Biological relevance of inflammation and oxidative stress in the pathogenesis of arterial diseases

Abstract

Over the past three decades, age-adjusted rates of cardiovascular morbidity and mortality have fallen in the United States, but the prevalence of obesity and associated metabolic disorders has risen dramatically. Recent studies have begun to unravel the complex linkages between adipose and vascular tissues that may accelerate the development of atherosclerosis in the context of obesity. Experimental models indicate that inflammation and oxidative stress, which mutually amplify each other within the vasculature and in visceral fat, are key processes that drive the initiation, progression, and subsequent rupture of the atherosclerotic lesion. Emerging research is further elucidating the contributions made by chemokines and their receptors, adipokines, and miRNAs to arterial disease. Translation of these basic science findings to clinical applications represents a tantalizing possibility for reducing the global burden of obesity-associated atherosclerosis and other cardiovascular diseases.

Figure 1

Mechanisms of disease in atherosclerosis and obesity.
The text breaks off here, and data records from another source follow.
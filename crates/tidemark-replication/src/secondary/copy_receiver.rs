//! Ordered receive pipeline for the copy (build) stream.
//!
//! Unlike the replication receiver there is no quorum here: acks address
//! the lone building primary. Copy operations are single-use, so the queue
//! runs with `clean_on_complete` and `ignore_commit` and releases each
//! operation the moment it is dispatched.
//!
//! The final operation carries an explicit `is_last` flag. A zero-buffer
//! last operation is a bare terminator and is not dispatched; with
//! end-of-stream acks enabled the last operation is an explicit
//! `EndOfStream` that the consumer sees and acknowledges. Once the whole
//! stream has been received and dispatched, the receive side resets and the
//! dispatch queue closes.

use std::sync::Arc;
use std::time::Instant;

use tracing::{debug, info};

use tidemark_types::SequenceNumber;
use tidemark_wire::{CopyOperationBody, OperationKind, OperationMetadata};

use crate::config::ReplicatorSettings;
use crate::error::{ReplicationError, ReplicationResult};
use crate::operation::Operation;
use crate::queue::{OperationQueue, QueueOptions};
use crate::stream::{DispatchQueue, OperationStream};

/// Copy progress to report to the primary.
#[derive(Debug, Clone, Copy, PartialEq, Eq)]
pub struct CopyProgress {
    pub receive: SequenceNumber,
    pub apply: SequenceNumber,
}

/// Receives and dispatches the copy stream of a build.
pub struct CopyReceiver {
    name: String,
    queue: OperationQueue,
    dispatch: Arc<DispatchQueue>,
    /// LSN of the flagged last operation, once seen.
    last_copy_lsn: Option<SequenceNumber>,
    /// Replication LSNs start here; everything below arrived through copy.
    replication_start: Option<SequenceNumber>,
    done: bool,
}

impl std::fmt::Debug for CopyReceiver {
    fn fmt(&self, f: &mut std::fmt::Formatter<'_>) -> std::fmt::Result {
        write!(f, "CopyReceiver({}, done={}, {:?})", self.name, self.done, self.queue)
    }
}

impl CopyReceiver {
    pub fn new(name: String, settings: &ReplicatorSettings) -> Self {
        let mut queue = OperationQueue::new(QueueOptions {
            name: format!("{name}:copy"),
            initial_size: settings.initial_copy_queue_size,
            max_size: settings.max_copy_queue_size,
            max_memory_size: 0,
            max_completed_count: 0,
            max_completed_bytes: 0,
            require_service_ack: false,
            clean_on_complete: true,
            ignore_commit: true,
            start_sequence: SequenceNumber::new(1),
        });

        let dispatch = DispatchQueue::new(settings.max_copy_queue_size.max(2) as usize);
        let sink = Arc::clone(&dispatch);
        let dispatch_eos = settings.use_stream_faults_and_end_of_stream_acks;
        queue.set_commit_callback(Box::new(move |op| {
            if op.is_end_of_stream() && !dispatch_eos {
                // Bare terminator: nothing for the consumer.
                return;
            }
            if sink.enqueue(Arc::clone(op)).is_err() {
                debug!(lsn = %op.sequence_number(), "copy dispatch dropped after stream close");
            }
        }));

        Self {
            name,
            queue,
            dispatch,
            last_copy_lsn: None,
            replication_start: None,
            done: false,
        }
    }

    // ========================================================================
    // Accessors
    // ========================================================================

    pub fn stream(&self) -> OperationStream {
        OperationStream::new(Arc::clone(&self.dispatch))
    }

    pub fn dispatch_queue(&self) -> &Arc<DispatchQueue> {
        &self.dispatch
    }

    pub fn is_done(&self) -> bool {
        self.done
    }

    pub fn set_replication_start(&mut self, start: SequenceNumber) {
        self.replication_start = Some(start);
    }

    pub fn replication_start(&self) -> Option<SequenceNumber> {
        self.replication_start
    }

    pub fn progress(&self) -> CopyProgress {
        let head = self.queue.head().prev();
        CopyProgress {
            receive: head,
            apply: head,
        }
    }

    // ========================================================================
    // Receive path
    // ========================================================================

    /// Accepts one copy operation; duplicates are dropped, gaps buffer.
    /// Returns the copy progress to piggyback on the next ack, or `None`
    /// once the copy has already finished (copy ack fields go quiet).
    pub fn process_operation(
        &mut self,
        body: &CopyOperationBody,
        now: Instant,
    ) -> ReplicationResult<Option<CopyProgress>> {
        if self.done {
            return Ok(None);
        }

        let mut metadata = body.operation.metadata;
        if body.is_last {
            self.last_copy_lsn = Some(metadata.sequence_number);
            if body.operation.segments.is_empty() && metadata.kind == OperationKind::Normal {
                // Legacy terminator: classify it so dispatch skips it.
                metadata = OperationMetadata {
                    kind: OperationKind::EndOfStream,
                    ..metadata
                };
            }
        }

        let op = Arc::new(Operation::new(
            metadata,
            body.operation.epoch,
            body.operation.segments.clone(),
        ));
        match self.queue.try_enqueue(op, now) {
            Ok(()) | Err(ReplicationError::DuplicateOperation) => {}
            Err(error) => {
                debug!(receiver = %self.name, %error, "copy enqueue failed");
                return Err(error);
            }
        }

        // Single-use stream: commit folds into completion and each
        // dispatched operation is released immediately.
        self.queue.complete(now);

        let progress = self.progress();
        if let Some(last) = self.last_copy_lsn {
            if self.queue.head() > last {
                info!(receiver = %self.name, last = %last, "copy stream complete");
                self.done = true;
                self.dispatch.close();
                self.queue.reset(SequenceNumber::new(1));
            }
        }
        Ok(Some(progress))
    }

    /// Tears the stream down without completing it.
    pub fn abandon(&mut self, now: Instant) {
        self.dispatch.clear();
        self.dispatch.close();
        self.queue.discard_pending(self.queue.head(), now);
        self.done = true;
    }
}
Pathophysiological processes within the vessel wall lead to the development of atherosclerosis and may be augmented by obesity-associated effects in adipose tissue. Atherosclerosis begins with the retention and oxidative modification of LDL, incorporation of oxidized LDL into burgeoning foam cells, triggering of a proinflammatory cascade, and subsequent proliferation of smooth muscle cells as the plaque progresses. Dendritic cells and T cells are drawn into the lumen by adhesion molecules and are incorporated into the atheroma. In obesity, macrophages are recruited and infiltrate adipose tissue, which can result in the release of adipokines and generation of a proinflammatory state. Under these conditions, lipolysis can lead to increased release of nonesterified fatty acids and possibly also to insulin resistance. The resulting increase in oxidative stress, combined with the action of adipokines, exacerbates the vascular pro-oxidant and proinflammatory environment, worsens endothelial dysfunction and smooth muscle cell proliferation, and accelerates the atherosclerotic process.